> **Task prompt**
Exactly reproduce the lines beginning with the line that includes "to 10% jitter" and ending with the last line of the data.

── Available data

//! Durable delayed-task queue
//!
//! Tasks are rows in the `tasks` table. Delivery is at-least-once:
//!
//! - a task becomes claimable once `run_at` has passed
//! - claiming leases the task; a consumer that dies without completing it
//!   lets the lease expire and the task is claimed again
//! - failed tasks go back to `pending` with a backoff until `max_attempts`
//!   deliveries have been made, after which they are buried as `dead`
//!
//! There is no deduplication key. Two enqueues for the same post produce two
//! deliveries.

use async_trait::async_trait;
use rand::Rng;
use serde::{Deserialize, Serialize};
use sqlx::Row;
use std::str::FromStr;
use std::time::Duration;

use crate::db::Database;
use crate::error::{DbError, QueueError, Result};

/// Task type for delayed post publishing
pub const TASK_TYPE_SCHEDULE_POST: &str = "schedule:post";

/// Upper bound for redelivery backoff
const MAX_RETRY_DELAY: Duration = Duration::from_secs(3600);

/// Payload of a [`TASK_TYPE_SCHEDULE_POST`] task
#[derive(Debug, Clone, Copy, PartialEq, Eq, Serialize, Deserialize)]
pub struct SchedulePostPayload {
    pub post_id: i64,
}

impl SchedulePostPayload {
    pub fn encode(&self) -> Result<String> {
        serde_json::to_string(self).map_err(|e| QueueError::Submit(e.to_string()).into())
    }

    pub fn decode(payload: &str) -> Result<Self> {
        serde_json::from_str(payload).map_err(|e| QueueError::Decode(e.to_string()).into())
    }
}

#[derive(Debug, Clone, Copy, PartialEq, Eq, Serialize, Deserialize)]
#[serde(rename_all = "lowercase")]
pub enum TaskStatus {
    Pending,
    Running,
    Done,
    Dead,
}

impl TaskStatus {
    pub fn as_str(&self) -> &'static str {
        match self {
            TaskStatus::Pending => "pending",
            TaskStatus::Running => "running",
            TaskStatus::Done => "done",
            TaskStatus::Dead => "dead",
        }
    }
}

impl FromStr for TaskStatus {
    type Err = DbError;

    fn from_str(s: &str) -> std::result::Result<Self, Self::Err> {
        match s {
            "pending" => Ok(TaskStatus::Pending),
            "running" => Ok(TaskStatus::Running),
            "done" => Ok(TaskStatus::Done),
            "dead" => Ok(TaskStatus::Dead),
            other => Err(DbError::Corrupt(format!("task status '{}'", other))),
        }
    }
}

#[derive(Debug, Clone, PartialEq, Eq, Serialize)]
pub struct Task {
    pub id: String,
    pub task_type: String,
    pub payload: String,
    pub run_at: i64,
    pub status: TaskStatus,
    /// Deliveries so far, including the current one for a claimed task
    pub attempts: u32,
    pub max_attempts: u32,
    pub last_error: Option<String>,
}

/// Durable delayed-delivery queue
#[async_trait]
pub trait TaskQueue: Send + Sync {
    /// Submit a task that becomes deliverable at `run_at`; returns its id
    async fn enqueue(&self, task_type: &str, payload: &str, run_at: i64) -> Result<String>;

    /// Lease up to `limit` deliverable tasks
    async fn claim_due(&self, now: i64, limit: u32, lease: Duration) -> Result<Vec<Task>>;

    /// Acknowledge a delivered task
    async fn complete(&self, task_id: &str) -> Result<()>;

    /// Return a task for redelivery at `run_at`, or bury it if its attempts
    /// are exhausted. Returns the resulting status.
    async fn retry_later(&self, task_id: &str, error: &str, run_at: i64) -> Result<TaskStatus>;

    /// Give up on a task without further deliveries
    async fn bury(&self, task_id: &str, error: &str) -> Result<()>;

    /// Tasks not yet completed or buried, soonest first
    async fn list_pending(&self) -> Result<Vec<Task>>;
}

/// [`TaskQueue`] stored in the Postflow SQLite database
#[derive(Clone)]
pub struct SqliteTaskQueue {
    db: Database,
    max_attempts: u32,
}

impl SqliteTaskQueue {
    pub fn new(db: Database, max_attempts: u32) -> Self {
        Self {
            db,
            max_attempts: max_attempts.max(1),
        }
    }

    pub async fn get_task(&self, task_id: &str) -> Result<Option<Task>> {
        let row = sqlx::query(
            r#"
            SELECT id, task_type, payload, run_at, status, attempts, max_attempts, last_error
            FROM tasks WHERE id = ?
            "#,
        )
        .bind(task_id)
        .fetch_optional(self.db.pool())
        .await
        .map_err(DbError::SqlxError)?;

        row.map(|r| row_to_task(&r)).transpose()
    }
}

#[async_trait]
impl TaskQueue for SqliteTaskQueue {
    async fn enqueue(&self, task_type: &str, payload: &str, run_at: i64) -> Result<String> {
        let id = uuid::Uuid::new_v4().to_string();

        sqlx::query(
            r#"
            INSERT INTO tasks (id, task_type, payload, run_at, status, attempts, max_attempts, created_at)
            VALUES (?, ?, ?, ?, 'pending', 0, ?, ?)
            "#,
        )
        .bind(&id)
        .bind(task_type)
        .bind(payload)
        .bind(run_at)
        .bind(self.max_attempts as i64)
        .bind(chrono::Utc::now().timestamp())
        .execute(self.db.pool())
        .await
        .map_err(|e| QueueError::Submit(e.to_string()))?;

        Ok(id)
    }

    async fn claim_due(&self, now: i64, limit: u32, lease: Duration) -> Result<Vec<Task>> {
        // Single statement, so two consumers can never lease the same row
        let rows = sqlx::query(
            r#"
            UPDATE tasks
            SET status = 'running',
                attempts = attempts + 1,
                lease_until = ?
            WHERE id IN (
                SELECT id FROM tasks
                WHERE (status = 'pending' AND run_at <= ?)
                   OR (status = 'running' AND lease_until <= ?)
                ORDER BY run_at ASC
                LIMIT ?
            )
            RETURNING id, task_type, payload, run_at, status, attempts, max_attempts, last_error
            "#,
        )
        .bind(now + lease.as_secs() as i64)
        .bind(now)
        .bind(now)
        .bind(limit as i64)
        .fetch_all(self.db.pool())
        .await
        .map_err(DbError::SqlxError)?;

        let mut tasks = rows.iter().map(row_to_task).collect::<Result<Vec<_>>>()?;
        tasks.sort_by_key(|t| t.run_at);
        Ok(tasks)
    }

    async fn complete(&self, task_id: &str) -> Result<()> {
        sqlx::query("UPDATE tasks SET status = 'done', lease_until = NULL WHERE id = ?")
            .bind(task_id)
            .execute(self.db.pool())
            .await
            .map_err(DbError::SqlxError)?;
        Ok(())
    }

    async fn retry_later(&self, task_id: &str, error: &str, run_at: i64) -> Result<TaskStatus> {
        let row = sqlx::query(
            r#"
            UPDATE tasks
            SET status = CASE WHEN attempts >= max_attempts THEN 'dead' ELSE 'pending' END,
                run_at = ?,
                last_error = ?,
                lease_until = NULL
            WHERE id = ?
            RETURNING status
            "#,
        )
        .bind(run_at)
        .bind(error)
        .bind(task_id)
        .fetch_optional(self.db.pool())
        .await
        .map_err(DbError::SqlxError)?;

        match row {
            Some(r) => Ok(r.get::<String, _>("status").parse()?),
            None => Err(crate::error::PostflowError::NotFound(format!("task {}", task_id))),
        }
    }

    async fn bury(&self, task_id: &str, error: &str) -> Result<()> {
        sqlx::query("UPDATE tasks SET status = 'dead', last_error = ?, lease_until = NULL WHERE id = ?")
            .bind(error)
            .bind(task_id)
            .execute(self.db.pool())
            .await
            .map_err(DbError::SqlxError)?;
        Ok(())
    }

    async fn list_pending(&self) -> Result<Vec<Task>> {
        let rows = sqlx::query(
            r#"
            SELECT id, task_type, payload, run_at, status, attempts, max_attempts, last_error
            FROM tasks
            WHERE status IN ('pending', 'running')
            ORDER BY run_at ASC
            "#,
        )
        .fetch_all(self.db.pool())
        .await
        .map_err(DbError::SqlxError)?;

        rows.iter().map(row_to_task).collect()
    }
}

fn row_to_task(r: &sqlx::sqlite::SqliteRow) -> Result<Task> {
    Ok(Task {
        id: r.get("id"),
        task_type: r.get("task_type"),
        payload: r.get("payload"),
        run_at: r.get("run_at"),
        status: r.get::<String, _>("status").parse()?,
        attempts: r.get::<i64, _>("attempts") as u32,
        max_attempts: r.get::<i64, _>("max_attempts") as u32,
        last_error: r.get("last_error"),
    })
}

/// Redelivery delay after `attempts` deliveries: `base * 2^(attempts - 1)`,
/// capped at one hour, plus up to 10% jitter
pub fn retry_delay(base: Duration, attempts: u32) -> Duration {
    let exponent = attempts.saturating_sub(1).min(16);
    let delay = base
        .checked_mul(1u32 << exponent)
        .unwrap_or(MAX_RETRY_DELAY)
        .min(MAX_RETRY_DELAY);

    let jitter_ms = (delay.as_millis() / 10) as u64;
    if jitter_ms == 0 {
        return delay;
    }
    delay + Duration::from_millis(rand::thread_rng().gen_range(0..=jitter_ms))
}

────

> **Written solution**
/// capped at one hour, plus up to 10% jitter
pub fn retry_delay(base: Duration, attempts: u32) -> Duration {
    let exponent = attempts.saturating_sub(1).min(16);
    let delay = base
        .checked_mul(1u32 << exponent)
        .unwrap_or(MAX_RETRY_DELAY)
        .min(MAX_RETRY_DELAY);

    let jitter_ms = (delay.as_millis() / 10) as u64;
    if jitter_ms == 0 {
        return delay;
    }
    delay + Duration::from_millis(rand::thread_rng().gen_range(0..=jitter_ms))
}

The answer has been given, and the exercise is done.